Carroll writes that she didn't report the incident to the police at the time. She told two close friends, she said, and while one of them urged her to report it, the other said, "Tell no one. Forget it! He has 200 lawyers. He’ll bury you.” According to the article, "Two decades later, both still remember the incident clearly and confirmed their accounts to New York."

As for why she didn't come forward earlier, she wrote, "Receiving death threats, being driven from my home, being dismissed, being dragged through the mud, and joining the 15 women who’ve come forward with credible stories about how the man grabbed, badgered, belittled, mauled, molested, and assaulted them, only to see the man turn it around, deny, threaten, and attack them, never sounded like much fun.
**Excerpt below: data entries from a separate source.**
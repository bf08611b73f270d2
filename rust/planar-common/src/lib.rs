//! Core definitions (error type, result alias, verification macros), relied
//! upon by the planar-* crates.

pub mod error;
pub mod result;

pub use result::Result;
impl<T> Surface<T> {
    /// Creates an empty surface with no storage.
    pub fn empty() -> Surface<T> {
        Surface {
            cols: 0,
            rows: 0,
            stride: 0,
            origin: std::ptr::null_mut(),
            buffer: None,
        }
    }

    /// Allocates a dense `width x height` surface of value-initialized
    /// elements, exclusively owning its buffer.
    pub fn new(width: usize, height: usize) -> Surface<T>
    where
        T: Clone + Default,
    {
        Self::with_stride(width, height, width)
    }

    /// Allocates a `width x height` surface whose rows start `stride`
    /// elements apart. A zero `stride` defaults to `width`.
    ///
    /// The backing buffer holds `stride * height` elements.
    ///
    /// # Panics
    ///
    /// Panics if a non-zero `stride` is smaller than `width`.
    pub fn with_stride(width: usize, height: usize, stride: usize) -> Surface<T>
    where
        T: Clone + Default,
    {
        let stride = if stride == 0 { width } else { stride };
        assert!(
            stride >= width,
            "stride {stride} is smaller than row width {width}"
        );
        let buffer = Arc::new(Buffer::allocate(stride * height));
        let origin = buffer.base_ptr();
        Surface {
            cols: width,
            rows: height,
            stride,
            origin,
            buffer: Some(buffer),
        }
    }

    /// Wraps external memory as a `width x height` surface without taking
    /// ownership. A zero `stride` defaults to `width`.
    ///
    /// The surface has no influence on the wrapped memory's lifetime, and
    /// [`create`](Surface::create) can never reuse it in place.
    ///
    /// # Safety
    ///
    /// `data` must be valid for reads and writes of every element address
    /// `stride * row + col` with `row < height` and `col < width`, for the
    /// whole lifetime of the returned surface and of every view derived
    /// from it. `stride` must be at least `width`.
    pub unsafe fn from_raw_parts(
        data: *mut T,
        width: usize,
        height: usize,
        stride: usize,
    ) -> Surface<T> {
        let stride = if stride == 0 { width } else { stride };
        Surface {
            cols: width,
            rows: height,
            stride,
            origin: data,
            buffer: None,
        }
    }

    /// Builds a dense owned surface by copying `height` rows of `width`
    /// elements out of `data`, reading row starts `stride` elements apart.
    /// A zero `stride` defaults to `width`.
    ///
    /// This is the copying counterpart of
    /// [`from_raw_parts`](Surface::from_raw_parts): the result owns a fresh
    /// buffer and `data` can be discarded afterwards.
    ///
    /// # Panics
    ///
    /// Panics if `stride` is smaller than `width`, or if `data` is too short
    /// to supply every row.
    pub fn copy_from_slice(data: &[T], width: usize, height: usize, stride: usize) -> Surface<T>
    where
        T: Clone + Default,
    {
        let stride = if stride == 0 { width } else { stride };
        assert!(
            stride >= width,
            "stride {stride} is smaller than row width {width}"
        );
        let needed = if height == 0 {
            0
        } else {
            stride * (height - 1) + width
        };
        assert!(
            data.len() >= needed,
            "slice of {} elements cannot supply a {width}x{height} surface with stride {stride}",
            data.len()
        );
        let mut out = Surface::new(width, height);
        for y in 0..height {
            out.row_mut(y)
                .clone_from_slice(&data[y * stride..y * stride + width]);
        }
        out
    }

    /// Takes ownership of `vec` as the dense backing storage of a
    /// `width x height` surface.
    ///
    /// # Panics
    ///
    /// Panics if the vector length is not exactly `width * height`.
    pub fn from_vec(vec: Vec<T>, width: usize, height: usize) -> Surface<T> {
        assert_eq!(
            vec.len(),
            width * height,
            "vector length does not match a {width}x{height} surface"
        );
        let buffer = Arc::new(Buffer::from_vec(vec));
        let origin = buffer.base_ptr();
        Surface {
            cols: width,
            rows: height,
            stride: width,
            origin,
            buffer: Some(buffer),
        }
    }

    /// Logical width in elements.
    #[inline]
    pub fn cols(&self) -> usize {
        self.cols
    }

    /// Alias for [`cols`](Surface::cols).
    #[inline]
    pub fn width(&self) -> usize {
        self.cols
    }

    /// Logical height in rows.
    #[inline]
    pub fn rows(&self) -> usize {
        self.rows
    }

    /// Alias for [`rows`](Surface::rows).
    #[inline]
    pub fn height(&self) -> usize {
        self.rows
    }

    /// Element distance between successive row starts.
    #[inline]
    pub fn stride(&self) -> usize {
        self.stride
    }

    /// Number of logical elements (`cols * rows`).
    #[inline]
    pub fn len(&self) -> usize {
        self.cols * self.rows
    }

    /// Returns `true` if the surface has no logical elements.
    #[inline]
    pub fn is_empty(&self) -> bool {
        self.len() == 0
    }

    /// Returns `true` iff `stride == cols`, i.e. the logical elements form
    /// one contiguous run with no inter-row padding. This is a layout fact
    /// recomputed from the current shape.
    #[inline]
    pub fn is_contiguous(&self) -> bool {
        self.stride == self.cols
    }

    /// Address of element (0, 0); null for an empty surface.
    #[inline]
    pub fn as_ptr(&self) -> *const T {
        self.origin
    }

    /// Mutable address of element (0, 0); null for an empty surface.
    #[inline]
    pub fn as_mut_ptr(&mut self) -> *mut T {
        self.origin
    }

    /// Address of logical element `(row, col)`.
    ///
    /// Pure address arithmetic: no bound is validated and nothing is
    /// dereferenced. Out-of-range coordinates yield an address outside the
    /// surface; dereferencing such an address is undefined behavior.
    #[inline]
    pub fn ptr_at(&self, row: usize, col: usize) -> *const T {
        self.origin.wrapping_add(self.stride * row + col) as *const T
    }

    /// Mutable address of logical element `(row, col)`; see
    /// [`ptr_at`](Surface::ptr_at).
    #[inline]
    pub fn ptr_at_mut(&mut self, row: usize, col: usize) -> *mut T {
        self.origin.wrapping_add(self.stride * row + col)
    }

    /// Reference to element `(row, col)`.
    ///
    /// # Panics
    ///
    /// Panics if the coordinate is outside the logical extent.
    #[inline]
    pub fn at(&self, row: usize, col: usize) -> &T {
        assert!(
            row < self.rows && col < self.cols,
            "coordinate ({row}, {col}) out of bounds for a {}x{} surface",
            self.cols,
            self.rows
        );
        unsafe { &*self.origin.add(self.stride * row + col) }
    }

    /// Mutable reference to element `(row, col)`.
    ///
    /// # Panics
    ///
    /// Panics if the coordinate is outside the logical extent.
    #[inline]
    pub fn at_mut(&mut self, row: usize, col: usize) -> &mut T {
        assert!(
            row < self.rows && col < self.cols,
            "coordinate ({row}, {col}) out of bounds for a {}x{} surface",
            self.cols,
            self.rows
        );
        unsafe { &mut *self.origin.add(self.stride * row + col) }
    }

    /// Reference to element `(row, col)`, or `None` out of bounds.
    #[inline]
    pub fn get(&self, row: usize, col: usize) -> Option<&T> {
        (row < self.rows && col < self.cols)
            .then(|| unsafe { &*self.origin.add(self.stride * row + col) })
    }

    /// Mutable reference to element `(row, col)`, or `None` out of bounds.
    #[inline]
    pub fn get_mut(&mut self, row: usize, col: usize) -> Option<&mut T> {
        (row < self.rows && col < self.cols)
            .then(|| unsafe { &mut *self.origin.add(self.stride * row + col) })
    }

    /// Reference to element `(row, col)` with no bound check.
    ///
    /// # Safety
    ///
    /// `row < rows()` and `col < cols()` must hold.
    #[inline]
    pub unsafe fn get_unchecked(&self, row: usize, col: usize) -> &T {
        unsafe { &*self.origin.add(self.stride * row + col) }
    }

    /// Mutable reference to element `(row, col)` with no bound check.
    ///
    /// # Safety
    ///
    /// `row < rows()` and `col < cols()` must hold.
    #[inline]
    pub unsafe fn get_unchecked_mut(&mut self, row: usize, col: usize) -> &mut T {
        unsafe { &mut *self.origin.add(self.stride * row + col) }
    }

    /// Row `y` as a slice of `cols` elements.
    ///
    /// # Panics
    ///
    /// Panics if `y >= rows()`.
    #[inline]
    pub fn row(&self, y: usize) -> &[T] {
        assert!(y < self.rows, "row {y} out of bounds for {} rows", self.rows);
        unsafe { std::slice::from_raw_parts(self.origin.add(self.stride * y), self.cols) }
    }

    /// Row `y` as a mutable slice of `cols` elements.
    ///
    /// # Panics
    ///
    /// Panics if `y >= rows()`.
    #[inline]
    pub fn row_mut(&mut self, y: usize) -> &mut [T] {
        assert!(y < self.rows, "row {y} out of bounds for {} rows", self.rows);
        unsafe { std::slice::from_raw_parts_mut(self.origin.add(self.stride * y), self.cols) }
    }

    /// The logical contents as one contiguous slice, when
    /// [`is_contiguous`](Surface::is_contiguous) holds.
    pub fn as_slice(&self) -> Option<&[T]> {
        if !self.is_contiguous() {
            return None;
        }
        if self.is_empty() {
            return Some(&[]);
        }
        Some(unsafe { std::slice::from_raw_parts(self.origin, self.len()) })
    }

    /// The logical contents as one contiguous mutable slice, when
    /// [`is_contiguous`](Surface::is_contiguous) holds.
    pub fn as_mut_slice(&mut self) -> Option<&mut [T]> {
        if !self.is_contiguous() {
            return None;
        }
        if self.is_empty() {
            return Some(&mut []);
        }
        Some(unsafe { std::slice::from_raw_parts_mut(self.origin, self.len()) })
    }

    /// Extracts the `width x height` sub-view whose top-left element is the
    /// parent's `(y, x)`.
    ///
    /// The view aliases this surface: it shares the same buffer reference
    /// (if any), keeps the parent's stride, and advances the origin by
    /// `stride * y + x`. No allocation or copy occurs; writes through the
    /// view are visible through the parent and vice versa.
    ///
    /// # Panics
    ///
    /// Panics if the region exceeds the parent's logical extent.
    pub fn view(&self, x: usize, y: usize, width: usize, height: usize) -> Surface<T> {
        assert!(
            x + width <= self.cols && y + height <= self.rows,
            "region ({x}, {y}) {width}x{height} exceeds the {}x{} surface extent",
            self.cols,
            self.rows
        );
        unsafe { self.view_unchecked(x, y, width, height) }
    }

    /// Fallible form of [`view`](Surface::view).
    pub fn try_view(&self, x: usize, y: usize, width: usize, height: usize) -> Result<Surface<T>> {
        if x + width > self.cols || y + height > self.rows {
            return Err(Error::region_out_of_bounds(
                x, y, width, height, self.cols, self.rows,
            ));
        }
        Ok(unsafe { self.view_unchecked(x, y, width, height) })
    }

    /// Extracts a sub-view with no validation at all.
    ///
    /// # Safety
    ///
    /// Every element address `origin + stride * (y + r) + (x + c)` with
    /// `r < height`, `c < width` must lie inside the storage this surface
    /// points into. Unlike [`view`](Surface::view), the region may
    /// legitimately exceed the parent's *logical* extent as long as it
    /// stays within the physical allocation.
    pub unsafe fn view_unchecked(
        &self,
        x: usize,
        y: usize,
        width: usize,
        height: usize,
    ) -> Surface<T> {
        Surface {
            cols: width,
            rows: height,
            stride: self.stride,
            origin: self.origin.wrapping_add(self.stride * y + x),
            buffer: self.buffer.clone(),
        }
    }

    /// Whether the logical element ranges of the two surfaces could
    /// physically alias.
    ///
    /// Pure address arithmetic over `(origin, cols, rows, stride)`; the
    /// buffer references are not consulted, so wrapped external memory is
    /// compared exactly like owned storage. The answer is symmetric and
    /// conservative: `false` is authoritative, `true` means "possible".
    /// Empty and zero-stride surfaces never overlap anything.
    pub fn is_overlapping(&self, other: &Surface<T>) -> bool {
        extents_overlap(self.extent(), other.extent())
    }

    /// Immutable iterator over the logical elements in row-major order.
    pub fn iter(&self) -> Iter<'_, T> {
        Iter::new(self)
    }

    /// Mutable iterator over the logical elements in row-major order.
    pub fn iter_mut(&mut self) -> IterMut<'_, T> {
        IterMut::new(self)
    }
}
Also, I am a coward."

It is worth remembering, in light of Carroll's story, Trump's statements in the notorious "Access Hollywood" tape: "You know, I’m automatically attracted to beautiful — I just start kissing them. It’s like a magnet. Just kiss. I don’t even wait. And when you’re a star, they let you do it. You can do anything ... Grab ’em by the pussy. You can do anything."

We should hear more from Carroll in the coming days and weeks, and the friends who confirm her account should come forward as well. If there are a lot of inconsistencies, this would be another case of major media malpractice. 


But if more reporting bolsters her account, (Ahhh? How much more?) this should be significant concern to Republicans, and all Americans.

Maine Writer postscript - It's incredulous that the preponderance of evidence from a series of first person sexual misconduct encounters are not enough proof for Trumpzi cultists to acknowledge how Donald Trump is a sexual deviant and unworthy of leading America.